ASSIGNED TASK: Below are records; output exactly the lines from the one with "utilities for the product gateway." through their final line.

Dataset entries

= Beginning of Section =

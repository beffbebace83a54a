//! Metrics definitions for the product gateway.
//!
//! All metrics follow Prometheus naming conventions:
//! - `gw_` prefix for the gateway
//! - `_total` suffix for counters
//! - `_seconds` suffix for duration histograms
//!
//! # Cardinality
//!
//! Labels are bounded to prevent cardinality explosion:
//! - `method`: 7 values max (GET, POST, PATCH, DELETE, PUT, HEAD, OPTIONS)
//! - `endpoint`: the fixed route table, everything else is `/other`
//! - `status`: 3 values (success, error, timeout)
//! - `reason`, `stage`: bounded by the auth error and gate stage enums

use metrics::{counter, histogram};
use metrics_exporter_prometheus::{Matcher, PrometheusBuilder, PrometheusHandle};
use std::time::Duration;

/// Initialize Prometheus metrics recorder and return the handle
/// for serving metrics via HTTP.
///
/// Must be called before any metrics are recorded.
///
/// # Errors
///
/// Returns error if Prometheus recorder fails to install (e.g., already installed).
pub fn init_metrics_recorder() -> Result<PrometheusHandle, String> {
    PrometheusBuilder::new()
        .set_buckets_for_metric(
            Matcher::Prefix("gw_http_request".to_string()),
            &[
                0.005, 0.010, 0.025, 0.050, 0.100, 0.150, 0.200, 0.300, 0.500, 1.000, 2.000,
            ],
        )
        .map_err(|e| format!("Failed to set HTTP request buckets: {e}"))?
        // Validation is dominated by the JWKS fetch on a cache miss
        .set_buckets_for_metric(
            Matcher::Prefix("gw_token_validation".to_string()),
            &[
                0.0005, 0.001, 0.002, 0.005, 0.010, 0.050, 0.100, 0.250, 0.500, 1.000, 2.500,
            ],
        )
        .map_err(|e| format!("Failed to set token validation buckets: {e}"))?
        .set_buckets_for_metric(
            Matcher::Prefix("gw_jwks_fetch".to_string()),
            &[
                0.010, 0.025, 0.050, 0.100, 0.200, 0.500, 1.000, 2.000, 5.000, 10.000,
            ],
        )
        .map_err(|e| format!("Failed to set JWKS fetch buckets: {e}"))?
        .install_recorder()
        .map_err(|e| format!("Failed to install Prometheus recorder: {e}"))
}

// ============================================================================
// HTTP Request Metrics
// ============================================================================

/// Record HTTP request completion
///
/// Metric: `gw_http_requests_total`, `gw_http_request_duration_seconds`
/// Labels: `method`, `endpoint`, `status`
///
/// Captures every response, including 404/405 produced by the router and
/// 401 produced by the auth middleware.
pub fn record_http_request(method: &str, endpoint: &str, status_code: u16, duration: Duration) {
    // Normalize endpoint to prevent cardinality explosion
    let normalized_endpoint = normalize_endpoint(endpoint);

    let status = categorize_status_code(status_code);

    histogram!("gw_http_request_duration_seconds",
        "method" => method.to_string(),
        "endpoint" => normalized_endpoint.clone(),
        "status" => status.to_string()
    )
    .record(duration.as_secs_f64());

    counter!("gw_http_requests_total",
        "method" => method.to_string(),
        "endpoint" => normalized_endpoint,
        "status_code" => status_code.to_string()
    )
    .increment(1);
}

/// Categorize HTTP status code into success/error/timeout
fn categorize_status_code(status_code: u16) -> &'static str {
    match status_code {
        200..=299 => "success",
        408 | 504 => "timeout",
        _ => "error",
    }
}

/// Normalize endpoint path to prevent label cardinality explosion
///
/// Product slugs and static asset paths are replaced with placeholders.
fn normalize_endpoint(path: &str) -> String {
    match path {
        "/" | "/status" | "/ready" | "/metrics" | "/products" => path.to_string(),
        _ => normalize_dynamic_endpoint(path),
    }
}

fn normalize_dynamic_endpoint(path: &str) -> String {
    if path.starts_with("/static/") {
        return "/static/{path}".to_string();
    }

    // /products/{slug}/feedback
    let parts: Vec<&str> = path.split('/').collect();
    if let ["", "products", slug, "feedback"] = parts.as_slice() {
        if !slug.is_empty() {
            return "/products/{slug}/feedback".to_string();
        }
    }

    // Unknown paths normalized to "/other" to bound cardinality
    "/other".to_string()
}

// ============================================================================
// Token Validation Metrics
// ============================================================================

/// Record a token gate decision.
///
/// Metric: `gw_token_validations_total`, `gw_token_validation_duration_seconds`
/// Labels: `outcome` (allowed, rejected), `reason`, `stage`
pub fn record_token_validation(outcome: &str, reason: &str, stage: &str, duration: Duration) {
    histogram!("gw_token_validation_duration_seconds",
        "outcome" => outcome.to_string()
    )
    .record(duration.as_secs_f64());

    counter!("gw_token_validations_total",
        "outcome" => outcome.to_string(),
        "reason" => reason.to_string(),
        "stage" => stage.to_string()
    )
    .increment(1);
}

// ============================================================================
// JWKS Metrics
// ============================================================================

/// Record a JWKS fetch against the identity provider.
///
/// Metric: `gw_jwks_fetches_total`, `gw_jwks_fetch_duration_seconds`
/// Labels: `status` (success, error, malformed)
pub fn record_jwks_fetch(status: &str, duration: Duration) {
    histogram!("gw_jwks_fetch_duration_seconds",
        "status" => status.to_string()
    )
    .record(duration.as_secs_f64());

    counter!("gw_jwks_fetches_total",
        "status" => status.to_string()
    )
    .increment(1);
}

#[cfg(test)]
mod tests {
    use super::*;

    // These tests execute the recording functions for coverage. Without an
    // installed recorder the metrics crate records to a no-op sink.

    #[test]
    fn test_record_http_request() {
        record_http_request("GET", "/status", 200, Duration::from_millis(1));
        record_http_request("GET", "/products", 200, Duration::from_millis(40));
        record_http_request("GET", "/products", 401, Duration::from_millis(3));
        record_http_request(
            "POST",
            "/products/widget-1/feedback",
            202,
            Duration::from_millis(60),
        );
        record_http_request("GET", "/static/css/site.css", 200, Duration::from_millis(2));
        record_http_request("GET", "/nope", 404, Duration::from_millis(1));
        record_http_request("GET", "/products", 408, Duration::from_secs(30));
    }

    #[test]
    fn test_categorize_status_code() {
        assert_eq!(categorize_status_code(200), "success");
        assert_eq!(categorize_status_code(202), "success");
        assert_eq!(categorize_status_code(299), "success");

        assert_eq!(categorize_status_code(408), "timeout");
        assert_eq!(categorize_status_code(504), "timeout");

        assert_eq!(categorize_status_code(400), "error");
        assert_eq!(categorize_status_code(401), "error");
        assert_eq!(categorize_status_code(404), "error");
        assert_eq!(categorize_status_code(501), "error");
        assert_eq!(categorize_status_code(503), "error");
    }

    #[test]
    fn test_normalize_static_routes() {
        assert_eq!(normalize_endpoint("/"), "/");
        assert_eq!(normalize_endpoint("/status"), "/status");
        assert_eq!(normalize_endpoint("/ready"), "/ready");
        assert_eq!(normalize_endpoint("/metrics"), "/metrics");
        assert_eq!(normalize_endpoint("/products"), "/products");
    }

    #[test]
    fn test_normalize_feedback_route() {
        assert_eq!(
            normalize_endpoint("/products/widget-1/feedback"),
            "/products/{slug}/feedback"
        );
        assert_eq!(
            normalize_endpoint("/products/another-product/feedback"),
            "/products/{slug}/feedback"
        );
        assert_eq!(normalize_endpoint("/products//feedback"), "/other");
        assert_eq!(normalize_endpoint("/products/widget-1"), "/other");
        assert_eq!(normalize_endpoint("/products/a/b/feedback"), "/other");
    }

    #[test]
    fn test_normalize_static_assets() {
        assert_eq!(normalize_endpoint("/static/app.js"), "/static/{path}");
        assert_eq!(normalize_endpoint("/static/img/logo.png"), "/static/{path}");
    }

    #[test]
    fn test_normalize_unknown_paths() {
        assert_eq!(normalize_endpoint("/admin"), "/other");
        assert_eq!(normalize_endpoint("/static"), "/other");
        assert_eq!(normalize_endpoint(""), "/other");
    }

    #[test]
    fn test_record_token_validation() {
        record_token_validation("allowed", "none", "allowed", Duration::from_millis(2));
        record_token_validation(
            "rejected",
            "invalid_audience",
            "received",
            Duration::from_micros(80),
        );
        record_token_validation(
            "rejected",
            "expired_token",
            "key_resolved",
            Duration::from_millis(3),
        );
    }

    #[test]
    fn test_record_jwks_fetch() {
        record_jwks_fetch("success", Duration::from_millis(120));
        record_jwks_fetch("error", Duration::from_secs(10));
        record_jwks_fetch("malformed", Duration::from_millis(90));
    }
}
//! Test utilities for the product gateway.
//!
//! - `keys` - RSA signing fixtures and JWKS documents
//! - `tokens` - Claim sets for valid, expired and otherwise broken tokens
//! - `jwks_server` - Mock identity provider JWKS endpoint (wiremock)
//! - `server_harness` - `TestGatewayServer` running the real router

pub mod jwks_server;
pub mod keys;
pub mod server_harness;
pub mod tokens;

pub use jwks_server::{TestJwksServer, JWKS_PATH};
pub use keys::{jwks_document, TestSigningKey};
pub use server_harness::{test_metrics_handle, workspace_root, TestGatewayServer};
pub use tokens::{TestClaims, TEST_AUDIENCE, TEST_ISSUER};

= End of Section =

ANSWER BOX:
//! Test utilities for the product gateway.
//!
//! - `keys` - RSA signing fixtures and JWKS documents
//! - `tokens` - Claim sets for valid, expired and otherwise broken tokens
//! - `jwks_server` - Mock identity provider JWKS endpoint (wiremock)
//! - `server_harness` - `TestGatewayServer` running the real router

pub mod jwks_server;
pub mod keys;
pub mod server_harness;
pub mod tokens;

pub use jwks_server::{TestJwksServer, JWKS_PATH};
pub use keys::{jwks_document, TestSigningKey};
pub use server_harness::{test_metrics_handle, workspace_root, TestGatewayServer};
pub use tokens::{TestClaims, TEST_AUDIENCE, TEST_ISSUER};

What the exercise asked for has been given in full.